[Records shown — start]

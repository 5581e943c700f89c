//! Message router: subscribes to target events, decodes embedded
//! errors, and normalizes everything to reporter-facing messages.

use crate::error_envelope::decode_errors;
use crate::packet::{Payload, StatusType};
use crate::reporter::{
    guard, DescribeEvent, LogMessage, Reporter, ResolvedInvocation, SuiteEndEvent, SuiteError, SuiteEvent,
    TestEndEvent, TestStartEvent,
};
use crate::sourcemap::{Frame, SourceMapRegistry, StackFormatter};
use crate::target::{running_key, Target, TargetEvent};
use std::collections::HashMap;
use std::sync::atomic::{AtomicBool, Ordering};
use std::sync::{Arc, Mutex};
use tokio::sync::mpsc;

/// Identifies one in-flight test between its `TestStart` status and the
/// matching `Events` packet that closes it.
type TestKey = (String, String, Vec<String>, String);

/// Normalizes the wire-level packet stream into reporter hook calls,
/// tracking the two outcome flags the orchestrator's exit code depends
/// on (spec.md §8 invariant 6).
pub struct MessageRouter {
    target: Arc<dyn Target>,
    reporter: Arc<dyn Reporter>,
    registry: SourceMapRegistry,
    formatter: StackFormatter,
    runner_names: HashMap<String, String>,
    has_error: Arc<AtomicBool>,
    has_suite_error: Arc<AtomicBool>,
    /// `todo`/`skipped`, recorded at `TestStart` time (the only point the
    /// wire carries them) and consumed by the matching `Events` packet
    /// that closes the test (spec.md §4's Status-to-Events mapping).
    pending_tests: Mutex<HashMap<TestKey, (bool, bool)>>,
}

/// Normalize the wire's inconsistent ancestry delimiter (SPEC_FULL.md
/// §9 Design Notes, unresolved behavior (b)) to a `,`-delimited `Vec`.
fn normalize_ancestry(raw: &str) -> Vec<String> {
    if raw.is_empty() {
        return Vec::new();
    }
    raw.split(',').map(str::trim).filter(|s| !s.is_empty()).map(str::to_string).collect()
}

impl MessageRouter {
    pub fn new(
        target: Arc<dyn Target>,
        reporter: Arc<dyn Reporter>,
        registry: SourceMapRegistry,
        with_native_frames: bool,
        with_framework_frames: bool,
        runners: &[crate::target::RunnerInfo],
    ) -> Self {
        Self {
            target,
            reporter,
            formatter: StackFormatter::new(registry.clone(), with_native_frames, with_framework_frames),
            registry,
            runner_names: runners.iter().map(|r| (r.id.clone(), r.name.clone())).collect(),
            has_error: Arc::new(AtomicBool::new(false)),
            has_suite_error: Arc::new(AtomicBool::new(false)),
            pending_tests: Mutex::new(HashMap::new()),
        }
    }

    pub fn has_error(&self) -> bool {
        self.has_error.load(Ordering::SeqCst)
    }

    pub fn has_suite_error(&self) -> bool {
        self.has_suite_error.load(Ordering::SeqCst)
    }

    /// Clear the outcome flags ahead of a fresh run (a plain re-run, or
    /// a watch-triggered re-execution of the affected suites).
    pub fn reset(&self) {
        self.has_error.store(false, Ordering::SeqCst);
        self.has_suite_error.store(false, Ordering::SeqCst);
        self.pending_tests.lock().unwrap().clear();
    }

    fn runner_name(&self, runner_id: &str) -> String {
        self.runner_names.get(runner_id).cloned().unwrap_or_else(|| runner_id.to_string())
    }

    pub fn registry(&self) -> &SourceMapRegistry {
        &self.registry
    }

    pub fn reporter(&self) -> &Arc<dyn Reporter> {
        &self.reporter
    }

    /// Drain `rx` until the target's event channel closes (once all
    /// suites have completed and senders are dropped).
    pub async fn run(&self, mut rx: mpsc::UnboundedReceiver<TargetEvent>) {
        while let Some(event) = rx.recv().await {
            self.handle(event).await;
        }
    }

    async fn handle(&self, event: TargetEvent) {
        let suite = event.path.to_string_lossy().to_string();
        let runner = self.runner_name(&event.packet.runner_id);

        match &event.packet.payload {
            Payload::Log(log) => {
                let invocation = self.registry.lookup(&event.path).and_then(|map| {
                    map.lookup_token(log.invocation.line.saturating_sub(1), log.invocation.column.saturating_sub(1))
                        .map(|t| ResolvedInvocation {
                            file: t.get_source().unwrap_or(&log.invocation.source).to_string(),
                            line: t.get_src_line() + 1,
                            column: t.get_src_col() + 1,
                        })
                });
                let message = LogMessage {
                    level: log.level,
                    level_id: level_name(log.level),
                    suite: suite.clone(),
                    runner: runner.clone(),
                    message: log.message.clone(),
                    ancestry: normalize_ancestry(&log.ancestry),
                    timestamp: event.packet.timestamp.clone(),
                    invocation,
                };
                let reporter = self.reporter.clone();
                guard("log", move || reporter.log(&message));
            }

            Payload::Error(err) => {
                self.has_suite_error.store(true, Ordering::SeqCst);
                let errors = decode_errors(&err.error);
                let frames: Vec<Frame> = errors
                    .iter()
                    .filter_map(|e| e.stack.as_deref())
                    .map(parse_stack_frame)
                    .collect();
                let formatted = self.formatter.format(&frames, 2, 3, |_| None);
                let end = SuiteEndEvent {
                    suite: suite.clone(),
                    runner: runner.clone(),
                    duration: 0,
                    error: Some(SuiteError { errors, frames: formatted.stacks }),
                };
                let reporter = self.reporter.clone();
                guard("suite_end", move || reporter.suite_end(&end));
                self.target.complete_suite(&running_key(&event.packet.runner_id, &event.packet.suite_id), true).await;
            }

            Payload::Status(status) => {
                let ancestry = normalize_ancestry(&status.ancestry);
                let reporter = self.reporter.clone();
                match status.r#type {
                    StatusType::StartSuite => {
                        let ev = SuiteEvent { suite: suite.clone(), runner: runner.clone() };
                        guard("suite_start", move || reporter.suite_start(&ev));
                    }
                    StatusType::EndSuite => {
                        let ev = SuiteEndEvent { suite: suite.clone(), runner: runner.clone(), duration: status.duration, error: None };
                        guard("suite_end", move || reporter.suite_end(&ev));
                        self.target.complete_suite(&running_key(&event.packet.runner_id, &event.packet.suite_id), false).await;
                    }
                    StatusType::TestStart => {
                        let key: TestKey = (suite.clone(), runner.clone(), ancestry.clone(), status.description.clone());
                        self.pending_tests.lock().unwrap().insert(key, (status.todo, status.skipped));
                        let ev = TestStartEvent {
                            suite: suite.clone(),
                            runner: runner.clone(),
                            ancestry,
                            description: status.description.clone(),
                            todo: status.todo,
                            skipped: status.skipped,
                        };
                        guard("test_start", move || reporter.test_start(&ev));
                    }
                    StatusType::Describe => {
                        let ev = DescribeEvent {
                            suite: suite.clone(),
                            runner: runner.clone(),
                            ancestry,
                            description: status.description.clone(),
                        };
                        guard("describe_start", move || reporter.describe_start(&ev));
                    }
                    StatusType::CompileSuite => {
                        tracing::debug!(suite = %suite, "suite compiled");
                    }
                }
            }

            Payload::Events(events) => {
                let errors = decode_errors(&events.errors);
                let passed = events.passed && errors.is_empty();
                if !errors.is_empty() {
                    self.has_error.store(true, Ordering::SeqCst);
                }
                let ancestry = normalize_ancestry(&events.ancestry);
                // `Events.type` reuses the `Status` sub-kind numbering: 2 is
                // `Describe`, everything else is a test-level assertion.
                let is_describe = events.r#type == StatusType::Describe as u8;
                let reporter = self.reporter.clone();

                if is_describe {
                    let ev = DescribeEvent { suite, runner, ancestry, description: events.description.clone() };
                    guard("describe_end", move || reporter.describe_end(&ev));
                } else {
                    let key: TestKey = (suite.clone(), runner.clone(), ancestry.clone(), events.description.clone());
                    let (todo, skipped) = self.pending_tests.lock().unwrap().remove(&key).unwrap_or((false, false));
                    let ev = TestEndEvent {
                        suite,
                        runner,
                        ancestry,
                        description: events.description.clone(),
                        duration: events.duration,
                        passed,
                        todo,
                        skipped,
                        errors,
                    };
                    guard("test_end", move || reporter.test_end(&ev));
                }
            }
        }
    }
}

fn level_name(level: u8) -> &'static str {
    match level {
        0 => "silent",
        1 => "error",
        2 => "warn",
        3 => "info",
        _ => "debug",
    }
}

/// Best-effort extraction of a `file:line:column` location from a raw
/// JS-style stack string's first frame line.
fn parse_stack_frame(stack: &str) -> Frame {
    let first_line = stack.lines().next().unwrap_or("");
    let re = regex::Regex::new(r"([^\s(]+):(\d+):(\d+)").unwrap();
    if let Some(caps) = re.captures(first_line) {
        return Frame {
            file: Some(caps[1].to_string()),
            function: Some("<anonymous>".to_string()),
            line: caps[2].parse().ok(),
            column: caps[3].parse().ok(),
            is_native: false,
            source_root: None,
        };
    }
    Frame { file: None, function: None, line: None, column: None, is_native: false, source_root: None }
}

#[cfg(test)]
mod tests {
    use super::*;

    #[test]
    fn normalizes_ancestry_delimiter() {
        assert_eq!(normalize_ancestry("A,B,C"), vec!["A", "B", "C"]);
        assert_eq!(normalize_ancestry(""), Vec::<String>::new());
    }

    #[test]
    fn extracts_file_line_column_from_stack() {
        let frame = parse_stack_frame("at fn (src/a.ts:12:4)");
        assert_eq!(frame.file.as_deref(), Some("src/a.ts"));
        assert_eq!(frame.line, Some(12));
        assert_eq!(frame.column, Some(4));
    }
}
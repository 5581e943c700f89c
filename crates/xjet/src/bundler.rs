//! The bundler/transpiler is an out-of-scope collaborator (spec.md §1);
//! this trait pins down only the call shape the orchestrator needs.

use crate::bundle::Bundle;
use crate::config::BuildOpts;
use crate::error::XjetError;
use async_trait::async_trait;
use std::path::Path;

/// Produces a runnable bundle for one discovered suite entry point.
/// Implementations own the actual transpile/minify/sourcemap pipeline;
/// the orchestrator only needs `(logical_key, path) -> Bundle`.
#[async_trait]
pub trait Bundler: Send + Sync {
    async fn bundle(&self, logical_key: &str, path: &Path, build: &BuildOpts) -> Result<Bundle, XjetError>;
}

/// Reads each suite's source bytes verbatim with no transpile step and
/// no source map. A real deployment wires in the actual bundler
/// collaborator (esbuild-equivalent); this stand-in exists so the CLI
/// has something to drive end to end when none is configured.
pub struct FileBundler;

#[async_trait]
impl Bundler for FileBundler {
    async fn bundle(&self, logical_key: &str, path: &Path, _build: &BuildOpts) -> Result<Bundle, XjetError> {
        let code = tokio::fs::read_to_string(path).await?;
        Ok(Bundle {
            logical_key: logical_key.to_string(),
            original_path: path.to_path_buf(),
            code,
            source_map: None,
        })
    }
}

[Records shown — finish]
[Records shown — start]

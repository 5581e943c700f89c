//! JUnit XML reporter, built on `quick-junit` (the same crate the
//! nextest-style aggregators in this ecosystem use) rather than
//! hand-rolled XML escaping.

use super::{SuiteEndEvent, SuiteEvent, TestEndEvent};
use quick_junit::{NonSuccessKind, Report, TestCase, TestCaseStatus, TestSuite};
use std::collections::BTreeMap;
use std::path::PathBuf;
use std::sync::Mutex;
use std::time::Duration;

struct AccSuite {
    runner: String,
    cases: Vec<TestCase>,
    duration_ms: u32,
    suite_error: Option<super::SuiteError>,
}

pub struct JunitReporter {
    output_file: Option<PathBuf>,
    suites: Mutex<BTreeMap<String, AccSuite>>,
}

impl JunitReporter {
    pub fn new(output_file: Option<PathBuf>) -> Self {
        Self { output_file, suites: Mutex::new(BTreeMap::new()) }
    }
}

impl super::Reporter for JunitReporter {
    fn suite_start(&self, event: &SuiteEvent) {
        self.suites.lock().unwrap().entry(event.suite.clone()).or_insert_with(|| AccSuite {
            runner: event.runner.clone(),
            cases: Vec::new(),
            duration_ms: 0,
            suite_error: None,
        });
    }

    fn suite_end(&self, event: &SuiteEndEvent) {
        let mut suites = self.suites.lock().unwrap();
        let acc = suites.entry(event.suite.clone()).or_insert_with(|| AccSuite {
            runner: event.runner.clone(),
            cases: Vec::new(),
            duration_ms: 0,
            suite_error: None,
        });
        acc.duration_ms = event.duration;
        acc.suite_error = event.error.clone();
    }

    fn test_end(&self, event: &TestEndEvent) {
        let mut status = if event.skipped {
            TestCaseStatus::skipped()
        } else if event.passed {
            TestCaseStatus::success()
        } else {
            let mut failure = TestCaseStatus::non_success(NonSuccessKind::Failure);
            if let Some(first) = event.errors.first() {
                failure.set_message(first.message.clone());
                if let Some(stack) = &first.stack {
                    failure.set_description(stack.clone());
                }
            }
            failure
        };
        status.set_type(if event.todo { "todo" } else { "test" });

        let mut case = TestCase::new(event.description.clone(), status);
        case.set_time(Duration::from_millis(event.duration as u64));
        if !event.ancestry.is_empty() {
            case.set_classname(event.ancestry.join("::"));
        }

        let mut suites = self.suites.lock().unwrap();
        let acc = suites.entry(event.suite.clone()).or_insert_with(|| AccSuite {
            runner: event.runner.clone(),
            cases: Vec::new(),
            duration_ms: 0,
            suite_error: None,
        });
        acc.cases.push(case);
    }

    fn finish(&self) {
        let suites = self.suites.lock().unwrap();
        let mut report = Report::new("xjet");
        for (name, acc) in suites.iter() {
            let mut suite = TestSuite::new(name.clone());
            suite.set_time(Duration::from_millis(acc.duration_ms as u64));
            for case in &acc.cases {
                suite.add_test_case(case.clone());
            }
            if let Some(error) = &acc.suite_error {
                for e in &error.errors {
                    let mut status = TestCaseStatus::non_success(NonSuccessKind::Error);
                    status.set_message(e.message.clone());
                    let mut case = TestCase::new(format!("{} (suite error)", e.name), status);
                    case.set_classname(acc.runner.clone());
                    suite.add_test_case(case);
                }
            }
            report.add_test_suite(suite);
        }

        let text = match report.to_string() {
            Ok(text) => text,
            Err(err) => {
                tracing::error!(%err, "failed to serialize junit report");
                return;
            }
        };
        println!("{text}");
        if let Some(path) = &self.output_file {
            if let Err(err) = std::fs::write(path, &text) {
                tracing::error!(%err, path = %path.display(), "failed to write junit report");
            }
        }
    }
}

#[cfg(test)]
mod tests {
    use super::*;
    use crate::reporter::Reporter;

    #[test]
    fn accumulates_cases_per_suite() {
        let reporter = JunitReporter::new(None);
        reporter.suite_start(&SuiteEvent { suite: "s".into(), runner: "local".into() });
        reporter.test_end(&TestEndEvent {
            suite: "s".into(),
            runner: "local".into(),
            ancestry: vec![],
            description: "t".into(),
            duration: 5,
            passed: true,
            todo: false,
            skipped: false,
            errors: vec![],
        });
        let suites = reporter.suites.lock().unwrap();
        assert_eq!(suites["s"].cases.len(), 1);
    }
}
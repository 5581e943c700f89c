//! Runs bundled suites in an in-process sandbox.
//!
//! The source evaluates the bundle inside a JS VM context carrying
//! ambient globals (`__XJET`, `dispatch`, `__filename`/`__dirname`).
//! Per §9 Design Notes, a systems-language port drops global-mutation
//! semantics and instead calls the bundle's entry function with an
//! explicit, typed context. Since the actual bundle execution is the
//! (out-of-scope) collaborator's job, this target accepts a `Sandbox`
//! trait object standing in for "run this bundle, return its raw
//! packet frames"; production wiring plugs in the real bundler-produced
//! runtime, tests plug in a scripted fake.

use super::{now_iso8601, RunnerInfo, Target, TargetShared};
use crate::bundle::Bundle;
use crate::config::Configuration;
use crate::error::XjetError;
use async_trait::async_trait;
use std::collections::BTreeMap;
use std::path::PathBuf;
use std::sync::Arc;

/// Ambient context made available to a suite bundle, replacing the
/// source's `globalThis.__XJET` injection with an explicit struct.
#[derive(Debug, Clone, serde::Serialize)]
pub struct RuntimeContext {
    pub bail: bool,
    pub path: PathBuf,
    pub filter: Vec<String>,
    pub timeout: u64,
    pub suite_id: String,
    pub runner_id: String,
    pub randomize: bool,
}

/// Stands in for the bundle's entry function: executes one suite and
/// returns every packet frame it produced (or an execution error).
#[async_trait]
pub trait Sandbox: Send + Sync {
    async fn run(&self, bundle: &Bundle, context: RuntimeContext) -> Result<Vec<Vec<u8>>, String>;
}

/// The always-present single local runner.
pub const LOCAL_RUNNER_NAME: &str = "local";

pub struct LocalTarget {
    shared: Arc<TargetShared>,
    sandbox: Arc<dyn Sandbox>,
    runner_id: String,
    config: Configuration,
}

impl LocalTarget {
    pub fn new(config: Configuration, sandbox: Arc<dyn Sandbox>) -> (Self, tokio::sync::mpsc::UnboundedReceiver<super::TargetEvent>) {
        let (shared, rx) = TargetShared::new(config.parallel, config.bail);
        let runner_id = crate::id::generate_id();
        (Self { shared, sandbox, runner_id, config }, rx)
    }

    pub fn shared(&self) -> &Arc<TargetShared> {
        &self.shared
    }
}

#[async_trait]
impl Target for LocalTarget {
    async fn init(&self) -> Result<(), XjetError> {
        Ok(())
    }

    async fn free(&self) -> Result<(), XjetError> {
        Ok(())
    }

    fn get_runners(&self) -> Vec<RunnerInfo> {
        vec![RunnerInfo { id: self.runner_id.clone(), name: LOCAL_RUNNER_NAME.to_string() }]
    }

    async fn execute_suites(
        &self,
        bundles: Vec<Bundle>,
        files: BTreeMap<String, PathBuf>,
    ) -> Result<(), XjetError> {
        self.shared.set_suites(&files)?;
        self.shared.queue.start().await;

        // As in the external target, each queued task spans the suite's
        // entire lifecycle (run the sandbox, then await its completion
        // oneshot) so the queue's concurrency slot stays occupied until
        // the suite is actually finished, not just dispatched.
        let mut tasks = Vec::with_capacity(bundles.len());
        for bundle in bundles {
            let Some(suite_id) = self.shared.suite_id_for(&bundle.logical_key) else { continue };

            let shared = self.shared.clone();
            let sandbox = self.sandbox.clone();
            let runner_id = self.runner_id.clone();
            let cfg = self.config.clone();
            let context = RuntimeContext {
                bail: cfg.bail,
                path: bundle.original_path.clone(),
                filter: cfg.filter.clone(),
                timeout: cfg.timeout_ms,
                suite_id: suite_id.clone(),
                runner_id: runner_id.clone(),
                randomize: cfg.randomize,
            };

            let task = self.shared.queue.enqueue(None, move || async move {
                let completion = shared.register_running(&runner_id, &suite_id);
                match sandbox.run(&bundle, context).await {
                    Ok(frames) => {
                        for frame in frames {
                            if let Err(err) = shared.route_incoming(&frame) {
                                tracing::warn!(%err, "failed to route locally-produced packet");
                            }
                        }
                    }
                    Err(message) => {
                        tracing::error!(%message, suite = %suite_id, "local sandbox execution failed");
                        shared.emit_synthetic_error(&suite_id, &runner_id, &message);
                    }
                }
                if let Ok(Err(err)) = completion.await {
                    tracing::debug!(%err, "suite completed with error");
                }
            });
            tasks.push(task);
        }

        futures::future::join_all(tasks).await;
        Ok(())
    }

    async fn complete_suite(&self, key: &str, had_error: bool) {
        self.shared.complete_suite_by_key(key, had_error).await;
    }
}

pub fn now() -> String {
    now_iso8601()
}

[Records shown — finish]

* **Try it**: Please, from the material above, copy only the lines from the line with "let mut tasks" up to and including the line with "let shared = self.shared.clone();", exactly as written.

* **Solution to this task**:
        let mut tasks = Vec::with_capacity(bundles.len());
        for bundle in bundles {
            let Some(suite_id) = self.shared.suite_id_for(&bundle.logical_key) else { continue };

            let shared = self.shared.clone();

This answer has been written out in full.